The Central Bank of Kenya (CBK) in a notice issued on Thursday, April 1 announced the resumption of charges for transactions above Ksh100 effected through bank-specific (in-house) mobile money wallets linked to the Savings and Credit Societies (Sacco) sector.
CBK cited concerns that the current price regime could spell doom for the viability of the services offered by saccos which rely on the integrations to connect them to the mobile money ecosystem, given the underlying costs.
“Through them (bank-specific wallets), banks provide saccos with an important bridge to the domestic and cross border payment system.
“…This is a significant risk for Saccos and their extensive membership due to the lack of other alternatives to connect to the mobile money ecosystem. The resumption of charges will provide space to increase connection options for Saccos,” the CBK noted.
With Kenya’s strong Sacco culture, the resumption of transaction charges is expected to add onto the woes of many Kenyans already struggling under the weight of harsh economic times.
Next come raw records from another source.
impl Quotation {
    /// Inserts a draft quotation with computed totals
    pub async fn create(
        pool: &PgPool,
        organization_id: Uuid,
        created_by: Uuid,
        data: CreateQuotation,
    ) -> Result<Self, BillingError> {
        let quotation_number = match data.quotation_number {
            Some(number) => number,
            None => {
                let year = Utc::now().year();
                let seq = next_sequence(
                    pool,
                    "quotations",
                    "quotation_number",
                    organization_id,
                    QUOTATION_PREFIX,
                    year,
                )
                .await?;
                format_document_number(QUOTATION_PREFIX, year, seq)
            }
        };
        let totals = compute_totals(&data.items, data.tax_rate_bps)?;

        let quotation = sqlx::query_as::<_, Quotation>(&format!(
            "INSERT INTO quotations
                (organization_id, client_id, quotation_number, title, description, valid_until,
                 items, tax_rate_bps, subtotal_cents, tax_cents, total_cents, created_by)
             VALUES ($1, $2, $3, $4, $5, $6, $7, $8, $9, $10, $11, $12)
             RETURNING {QUOTATION_COLUMNS}"
        ))
        .bind(organization_id)
        .bind(data.client_id)
        .bind(&quotation_number)
        .bind(data.title)
        .bind(data.description)
        .bind(data.valid_until)
        .bind(Json(&data.items))
        .bind(data.tax_rate_bps)
        .bind(totals.subtotal_cents)
        .bind(totals.tax_cents)
        .bind(totals.total_cents)
        .bind(created_by)
        .fetch_one(pool)
        .await?;

        info!(quotation_id = %quotation.id, %quotation_number, %organization_id, "Quotation created");
        Ok(quotation)
    }

    pub async fn find(
        pool: &PgPool,
        organization_id: Uuid,
        id: Uuid,
    ) -> Result<Option<Self>, sqlx::Error> {
        sqlx::query_as::<_, Quotation>(&format!(
            "SELECT {QUOTATION_COLUMNS} FROM quotations
             WHERE id = $1 AND organization_id = $2 AND deleted_at IS NULL"
        ))
        .bind(id)
        .bind(organization_id)
        .fetch_optional(pool)
        .await
    }

    pub async fn list(
        pool: &PgPool,
        organization_id: Uuid,
        filter: &QuotationFilter,
        page: Page,
    ) -> Result<Vec<Self>, sqlx::Error> {
        sqlx::query_as::<_, Quotation>(&format!(
            "SELECT {QUOTATION_COLUMNS} FROM quotations
             WHERE organization_id = $1 AND deleted_at IS NULL
               AND ($2::quotation_status IS NULL OR status = $2)
               AND ($3::uuid IS NULL OR client_id = $3)
             ORDER BY created_at DESC
             LIMIT $4 OFFSET $5"
        ))
        .bind(organization_id)
        .bind(filter.status)
        .bind(filter.client_id)
        .bind(page.limit())
        .bind(page.offset())
        .fetch_all(pool)
        .await
    }

    /// Edits content and recomputes totals
    ///
    /// # Errors
    ///
    /// `QuotationError::AlreadyConverted` for a converted quotation; its
    /// price is frozen into the project budget.
    pub async fn update(
        pool: &PgPool,
        organization_id: Uuid,
        id: Uuid,
        data: UpdateQuotation,
    ) -> Result<Self, QuotationError> {
        let current = Self::find(pool, organization_id, id)
            .await?
            .ok_or(QuotationError::NotFound)?;
        if current.status == QuotationStatus::Converted {
            return Err(QuotationError::AlreadyConverted);
        }

        let items = data.items.unwrap_or_else(|| current.items.0.clone());
        let tax_rate_bps = data.tax_rate_bps.unwrap_or(current.tax_rate_bps);
        let totals = compute_totals(&items, tax_rate_bps)?;

        sqlx::query_as::<_, Quotation>(&format!(
            "UPDATE quotations SET
                title = COALESCE($3, title),
                description = COALESCE($4, description),
                valid_until = COALESCE($5, valid_until),
                items = $6,
                tax_rate_bps = $7,
                subtotal_cents = $8,
                tax_cents = $9,
                total_cents = $10,
                updated_at = NOW()
             WHERE id = $1 AND organization_id = $2 AND deleted_at IS NULL
               AND status <> 'converted'
             RETURNING {QUOTATION_COLUMNS}"
        ))
        .bind(id)
        .bind(organization_id)
        .bind(data.title)
        .bind(data.description)
        .bind(data.valid_until)
        .bind(Json(&items))
        .bind(tax_rate_bps)
        .bind(totals.subtotal_cents)
        .bind(totals.tax_cents)
        .bind(totals.total_cents)
        .fetch_optional(pool)
        .await?
        .ok_or(QuotationError::NotFound)
    }

    /// Moves the quotation along the state machine
    ///
    /// The update is conditional on the status read, so a concurrent change
    /// makes this one fail rather than skip a state.
    ///
    /// # Errors
    ///
    /// - `QuotationError::NotFound`
    /// - `QuotationError::AlreadyConverted` for a converted quotation
    /// - `QuotationError::InvalidTransition` for any move the machine forbids
    pub async fn update_status(
        pool: &PgPool,
        organization_id: Uuid,
        id: Uuid,
        next: QuotationStatus,
    ) -> Result<Self, QuotationError> {
        let current = Self::find(pool, organization_id, id)
            .await?
            .ok_or(QuotationError::NotFound)?;

        if current.status == QuotationStatus::Converted {
            return Err(QuotationError::AlreadyConverted);
        }
        if !current.status.can_transition_to(next) {
            return Err(QuotationError::InvalidTransition {
                from: current.status,
                to: next,
            });
        }

        let updated = sqlx::query_as::<_, Quotation>(&format!(
            "UPDATE quotations SET status = $4, updated_at = NOW()
             WHERE id = $1 AND organization_id = $2 AND status = $3 AND deleted_at IS NULL
             RETURNING {QUOTATION_COLUMNS}"
        ))
        .bind(id)
        .bind(organization_id)
        .bind(current.status)
        .bind(next)
        .fetch_optional(pool)
        .await?;

        match updated {
            Some(quotation) => {
                info!(
                    quotation_id = %id,
                    from = current.status.as_str(),
                    to = next.as_str(),
                    "Quotation status changed"
                );
                Ok(quotation)
            }
            None => {
                warn!(quotation_id = %id, "Quotation status changed concurrently");
                Err(QuotationError::InvalidTransition {
                    from: current.status,
                    to: next,
                })
            }
        }
    }

    /// Creates a project from an accepted quotation and marks it converted
    ///
    /// Runs in one transaction holding a row lock on the quotation, so two
    /// concurrent conversions produce exactly one project.
    ///
    /// # Errors
    ///
    /// - `QuotationError::NotFound`
    /// - `QuotationError::AlreadyConverted` if it was converted before
    /// - `QuotationError::NotAccepted` for any other status
    pub async fn convert_to_project(
        pool: &PgPool,
        organization_id: Uuid,
        id: Uuid,
        actor_id: Uuid,
    ) -> Result<(Self, Project), QuotationError> {
        let mut tx = pool.begin().await?;

        let quotation = sqlx::query_as::<_, Quotation>(&format!(
            "SELECT {QUOTATION_COLUMNS} FROM quotations
             WHERE id = $1 AND organization_id = $2 AND deleted_at IS NULL
             FOR UPDATE"
        ))
        .bind(id)
        .bind(organization_id)
        .fetch_optional(&mut *tx)
        .await?
        .ok_or(QuotationError::NotFound)?;

        match quotation.status {
            QuotationStatus::Accepted => {}
            QuotationStatus::Converted => return Err(QuotationError::AlreadyConverted),
            other => return Err(QuotationError::NotAccepted(other)),
        }

        let project = Project::create_from_quotation(&mut tx, &quotation, actor_id).await?;
        let quotation = Self::mark_converted(&mut tx, &quotation, project.id).await?;

        tx.commit().await?;
        Ok((quotation, project))
    }

    /// Sets status `converted` and links the project
    pub async fn mark_converted(
        conn: &mut sqlx::PgConnection,
        quotation: &Quotation,
        project_id: Uuid,
    ) -> Result<Self, sqlx::Error> {
        sqlx::query_as::<_, Quotation>(&format!(
            "UPDATE quotations SET status = 'converted', project_id = $3, updated_at = NOW()
             WHERE id = $1 AND organization_id = $2
             RETURNING {QUOTATION_COLUMNS}"
        ))
        .bind(quotation.id)
        .bind(quotation.organization_id)
        .bind(project_id)
        .fetch_one(conn)
        .await
    }

    pub async fn soft_delete(
        pool: &PgPool,
        organization_id: Uuid,
        id: Uuid,
    ) -> Result<bool, sqlx::Error> {
        let result = sqlx::query(
            "UPDATE quotations SET deleted_at = NOW()
             WHERE id = $1 AND organization_id = $2 AND deleted_at IS NULL",
        )
        .bind(id)
        .bind(organization_id)
        .execute(pool)
        .await?;

        Ok(result.rows_affected() > 0)
    }
}
/// Organization settings
///
/// - `GET /api/organization` - any member
/// - `PUT /api/organization` - `organization:manage`; `settings` keys are
///   merged into the stored object

use crate::{
    app::AppState,
    error::{ApiError, ApiResult},
    extract::ValidatedJson,
    response::ApiResponse,
};
use agencyhub_shared::{
    auth::{
        authorization::{require_membership, require_permission},
        middleware::AuthContext,
        permissions::Permission,
    },
    events::ActivityKind,
    models::organization::{Organization, UpdateOrganization},
};
use axum::{extract::State, Extension};
use serde::Deserialize;
use serde_json::Value as JsonValue;
use validator::{Validate, ValidationError};

#[derive(Debug, Deserialize, Validate)]
pub struct UpdateOrganizationRequest {
    #[validate(length(min = 1, max = 100))]
    pub name: Option<String>,

    #[validate(custom(function = "json_object"))]
    pub settings: Option<JsonValue>,
}

fn json_object(value: &JsonValue) -> Result<(), ValidationError> {
    if value.is_object() {
        Ok(())
    } else {
        Err(ValidationError::new("object").with_message("settings must be a JSON object".into()))
    }
}

pub async fn get_organization(
    State(state): State<AppState>,
    Extension(auth): Extension<AuthContext>,
) -> ApiResult<ApiResponse<Organization>> {
    require_membership(&state.db, &auth).await?;

    let organization = Organization::find_by_id(&state.db, auth.organization_id)
        .await?
        .ok_or_else(|| ApiError::NotFound("Organization not found".to_string()))?;

    Ok(ApiResponse::ok(organization, "Organization retrieved"))
}

pub async fn update_organization(
    State(state): State<AppState>,
    Extension(auth): Extension<AuthContext>,
    ValidatedJson(req): ValidatedJson<UpdateOrganizationRequest>,
) -> ApiResult<ApiResponse<Organization>> {
    require_permission(&state.db, &auth, Permission::OrganizationManage).await?;

    let organization = Organization::update(
        &state.db,
        auth.organization_id,
        UpdateOrganization {
            name: req.name.map(|name| name.trim().to_string()),
            settings: req.settings,
        },
    )
    .await?
    .ok_or_else(|| ApiError::NotFound("Organization not found".to_string()))?;

    state.publish(&auth, ActivityKind::OrganizationUpdated, organization.id);
    Ok(ApiResponse::ok(organization, "Organization updated"))
}

#[cfg(test)]
mod tests {
    use super::*;
    use serde_json::json;

    #[test]
    fn test_settings_must_be_object() {
        let req: UpdateOrganizationRequest =
            serde_json::from_value(json!({ "settings": ["not", "an", "object"] })).unwrap();
        assert!(req.validate().is_err());

        let req: UpdateOrganizationRequest =
            serde_json::from_value(json!({ "settings": { "currency": "EUR" } })).unwrap();
        assert!(req.validate().is_ok());
    }
}
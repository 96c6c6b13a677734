/// Invoice endpoints
///
/// - `GET /api/invoices?status=&client_id=&project_id=&limit=&offset=` - `invoices:read`
/// - `POST /api/invoices` - `invoices:write`, number generated when omitted
/// - `GET /api/invoices/:id` - `invoices:read`
/// - `PUT /api/invoices/:id` - `invoices:write`, totals recomputed from the items
/// - `DELETE /api/invoices/:id` - `invoices:write`, soft delete

use crate::{
    app::AppState,
    error::{ApiError, ApiResult},
    extract::{ApiPath, ApiQuery, ValidatedJson},
    response::ApiResponse,
    routes::{ensure_client_in_org, ensure_project_in_org},
};
use agencyhub_shared::{
    auth::{authorization::require_permission, middleware::AuthContext, permissions::Permission},
    events::ActivityKind,
    models::{
        invoice::{CreateInvoice, Invoice, InvoiceFilter, UpdateInvoice},
        Page,
    },
};
use axum::{extract::State, Extension};
use uuid::Uuid;

fn not_found() -> ApiError {
    ApiError::NotFound("Invoice not found".to_string())
}

pub async fn list_invoices(
    State(state): State<AppState>,
    Extension(auth): Extension<AuthContext>,
    ApiQuery(filter): ApiQuery<InvoiceFilter>,
    ApiQuery(page): ApiQuery<Page>,
) -> ApiResult<ApiResponse<Vec<Invoice>>> {
    require_permission(&state.db, &auth, Permission::InvoicesRead).await?;

    let invoices = Invoice::list(&state.db, auth.organization_id, &filter, page).await?;
    Ok(ApiResponse::ok(invoices, "Invoices retrieved"))
}

/// Creates an invoice for a client, optionally tied to one of its projects
///
/// # Errors
///
/// - `400 Bad Request`: unknown client or project, invalid line items
/// - `409 Conflict`: explicit `invoice_number` already used
pub async fn create_invoice(
    State(state): State<AppState>,
    Extension(auth): Extension<AuthContext>,
    ValidatedJson(data): ValidatedJson<CreateInvoice>,
) -> ApiResult<ApiResponse<Invoice>> {
    require_permission(&state.db, &auth, Permission::InvoicesWrite).await?;
    ensure_client_in_org(&state.db, auth.organization_id, Some(data.client_id)).await?;
    ensure_project_in_org(&state.db, auth.organization_id, data.project_id).await?;

    let invoice = Invoice::create(&state.db, auth.organization_id, auth.user_id, data).await?;

    state.publish(&auth, ActivityKind::InvoiceCreated, invoice.id);
    Ok(ApiResponse::created(invoice, "Invoice created"))
}

pub async fn get_invoice(
    State(state): State<AppState>,
    Extension(auth): Extension<AuthContext>,
    ApiPath(id): ApiPath<Uuid>,
) -> ApiResult<ApiResponse<Invoice>> {
    require_permission(&state.db, &auth, Permission::InvoicesRead).await?;

    let invoice = Invoice::find(&state.db, auth.organization_id, id)
        .await?
        .ok_or_else(not_found)?;
    Ok(ApiResponse::ok(invoice, "Invoice retrieved"))
}

pub async fn update_invoice(
    State(state): State<AppState>,
    Extension(auth): Extension<AuthContext>,
    ApiPath(id): ApiPath<Uuid>,
    ValidatedJson(data): ValidatedJson<UpdateInvoice>,
) -> ApiResult<ApiResponse<Invoice>> {
    require_permission(&state.db, &auth, Permission::InvoicesWrite).await?;

    let invoice = Invoice::update(&state.db, auth.organization_id, id, data)
        .await?
        .ok_or_else(not_found)?;

    state.publish(&auth, ActivityKind::InvoiceUpdated, invoice.id);
    Ok(ApiResponse::ok(invoice, "Invoice updated"))
}

pub async fn delete_invoice(
    State(state): State<AppState>,
    Extension(auth): Extension<AuthContext>,
    ApiPath(id): ApiPath<Uuid>,
) -> ApiResult<ApiResponse<()>> {
    require_permission(&state.db, &auth, Permission::InvoicesWrite).await?;

    if !Invoice::soft_delete(&state.db, auth.organization_id, id).await? {
        return Err(not_found());
    }

    state.publish(&auth, ActivityKind::InvoiceDeleted, id);
    Ok(ApiResponse::ok((), "Invoice deleted"))
}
CBK stated that the resumption of charges would be subject to review in line with principles announced in December 2020 of customer centricity, transparency and disclosure, fairness and equity, choice and competition and affordability.
Banks in Kenya typically deploy two kinds of mobile money wallets. The first involves partnership with payment service providers to utilize their mobile money wallets to facilitate a range of transactions through customers’ bank accounts.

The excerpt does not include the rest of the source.